_RECORDS PROVIDED_.
○ ○ ○ ○ ○

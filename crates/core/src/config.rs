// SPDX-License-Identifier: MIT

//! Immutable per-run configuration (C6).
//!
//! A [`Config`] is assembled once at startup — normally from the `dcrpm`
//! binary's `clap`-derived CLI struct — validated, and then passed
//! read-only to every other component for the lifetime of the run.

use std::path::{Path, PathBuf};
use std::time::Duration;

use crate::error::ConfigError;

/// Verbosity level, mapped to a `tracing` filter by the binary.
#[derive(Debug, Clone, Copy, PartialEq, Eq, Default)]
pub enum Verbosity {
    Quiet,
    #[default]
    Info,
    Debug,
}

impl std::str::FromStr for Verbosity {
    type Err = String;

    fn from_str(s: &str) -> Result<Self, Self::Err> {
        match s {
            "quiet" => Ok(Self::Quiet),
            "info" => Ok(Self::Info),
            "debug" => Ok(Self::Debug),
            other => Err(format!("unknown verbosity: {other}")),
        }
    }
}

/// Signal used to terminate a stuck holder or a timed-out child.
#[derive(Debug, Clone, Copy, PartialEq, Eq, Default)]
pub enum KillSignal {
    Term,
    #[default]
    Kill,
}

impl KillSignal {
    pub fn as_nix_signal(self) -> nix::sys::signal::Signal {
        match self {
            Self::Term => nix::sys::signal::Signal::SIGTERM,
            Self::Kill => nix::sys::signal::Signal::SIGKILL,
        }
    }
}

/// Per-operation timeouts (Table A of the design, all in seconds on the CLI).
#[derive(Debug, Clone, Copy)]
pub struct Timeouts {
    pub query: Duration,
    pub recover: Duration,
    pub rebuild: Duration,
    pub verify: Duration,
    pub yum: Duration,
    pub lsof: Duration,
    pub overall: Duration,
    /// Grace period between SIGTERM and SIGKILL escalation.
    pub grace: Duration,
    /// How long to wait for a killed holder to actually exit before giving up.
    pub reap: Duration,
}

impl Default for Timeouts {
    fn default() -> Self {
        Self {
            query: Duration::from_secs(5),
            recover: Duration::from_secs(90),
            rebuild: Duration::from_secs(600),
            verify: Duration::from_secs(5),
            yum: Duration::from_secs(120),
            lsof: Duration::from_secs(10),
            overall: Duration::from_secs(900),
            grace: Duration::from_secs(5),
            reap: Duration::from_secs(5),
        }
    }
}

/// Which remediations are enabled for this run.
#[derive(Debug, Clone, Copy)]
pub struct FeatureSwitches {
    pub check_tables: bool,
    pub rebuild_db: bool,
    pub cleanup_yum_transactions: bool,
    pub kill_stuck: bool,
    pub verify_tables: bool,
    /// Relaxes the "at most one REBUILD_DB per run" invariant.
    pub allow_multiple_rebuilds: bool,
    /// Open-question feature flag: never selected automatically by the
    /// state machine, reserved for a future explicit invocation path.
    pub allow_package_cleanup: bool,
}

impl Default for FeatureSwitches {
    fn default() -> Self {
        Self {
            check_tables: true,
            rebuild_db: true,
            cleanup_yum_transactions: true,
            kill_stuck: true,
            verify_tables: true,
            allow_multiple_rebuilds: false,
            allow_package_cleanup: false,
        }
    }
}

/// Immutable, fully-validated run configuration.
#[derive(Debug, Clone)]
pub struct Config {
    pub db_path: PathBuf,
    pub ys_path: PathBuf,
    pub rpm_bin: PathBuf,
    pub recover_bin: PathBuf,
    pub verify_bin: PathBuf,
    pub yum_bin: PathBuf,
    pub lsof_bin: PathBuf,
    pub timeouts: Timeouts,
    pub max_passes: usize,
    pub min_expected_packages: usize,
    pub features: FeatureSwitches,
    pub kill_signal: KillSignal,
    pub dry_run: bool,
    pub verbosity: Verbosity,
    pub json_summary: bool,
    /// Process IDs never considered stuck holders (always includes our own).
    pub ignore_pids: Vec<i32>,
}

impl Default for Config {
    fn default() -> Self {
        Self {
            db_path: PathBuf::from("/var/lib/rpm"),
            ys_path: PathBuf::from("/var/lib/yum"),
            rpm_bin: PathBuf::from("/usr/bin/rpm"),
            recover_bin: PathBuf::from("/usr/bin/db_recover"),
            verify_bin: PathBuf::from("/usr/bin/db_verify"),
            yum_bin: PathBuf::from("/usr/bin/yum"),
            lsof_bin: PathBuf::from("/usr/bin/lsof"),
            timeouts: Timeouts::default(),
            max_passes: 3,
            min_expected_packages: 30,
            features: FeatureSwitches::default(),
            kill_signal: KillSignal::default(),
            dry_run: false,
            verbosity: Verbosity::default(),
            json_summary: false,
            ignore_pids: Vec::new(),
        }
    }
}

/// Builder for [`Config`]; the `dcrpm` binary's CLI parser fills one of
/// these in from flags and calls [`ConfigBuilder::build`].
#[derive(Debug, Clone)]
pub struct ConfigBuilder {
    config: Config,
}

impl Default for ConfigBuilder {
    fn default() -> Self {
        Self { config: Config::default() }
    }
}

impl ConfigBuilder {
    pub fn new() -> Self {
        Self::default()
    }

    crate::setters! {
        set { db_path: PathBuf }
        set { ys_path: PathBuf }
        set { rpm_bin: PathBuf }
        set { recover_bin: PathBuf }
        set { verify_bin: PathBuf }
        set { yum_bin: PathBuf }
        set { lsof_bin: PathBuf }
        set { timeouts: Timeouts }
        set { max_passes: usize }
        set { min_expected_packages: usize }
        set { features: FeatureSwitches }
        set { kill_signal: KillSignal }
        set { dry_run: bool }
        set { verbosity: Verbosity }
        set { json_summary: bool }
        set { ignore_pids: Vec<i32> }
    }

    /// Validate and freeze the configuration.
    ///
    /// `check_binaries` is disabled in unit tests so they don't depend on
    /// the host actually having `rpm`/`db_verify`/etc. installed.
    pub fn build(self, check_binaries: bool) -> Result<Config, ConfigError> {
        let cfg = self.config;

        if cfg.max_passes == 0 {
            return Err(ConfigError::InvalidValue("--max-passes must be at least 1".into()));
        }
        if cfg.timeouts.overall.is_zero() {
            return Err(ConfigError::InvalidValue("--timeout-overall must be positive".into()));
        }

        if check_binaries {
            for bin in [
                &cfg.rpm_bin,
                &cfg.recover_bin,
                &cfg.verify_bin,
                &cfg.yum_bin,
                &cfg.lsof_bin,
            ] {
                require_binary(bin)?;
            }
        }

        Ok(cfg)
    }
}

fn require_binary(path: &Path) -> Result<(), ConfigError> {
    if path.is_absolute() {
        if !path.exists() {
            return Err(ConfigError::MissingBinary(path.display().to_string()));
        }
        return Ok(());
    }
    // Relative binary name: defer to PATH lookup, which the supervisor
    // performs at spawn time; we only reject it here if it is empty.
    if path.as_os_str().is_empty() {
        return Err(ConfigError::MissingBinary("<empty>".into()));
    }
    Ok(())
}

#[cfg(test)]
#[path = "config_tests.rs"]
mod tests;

○ ○ ○ ○ ○

_PROBLEM STATEMENT_. Look over the records above and filter for each line with the word "validated".

_EXERCISE RESPONSE_.
//! binary's `clap`-derived CLI struct — validated, and then passed
/// Immutable, fully-validated run configuration.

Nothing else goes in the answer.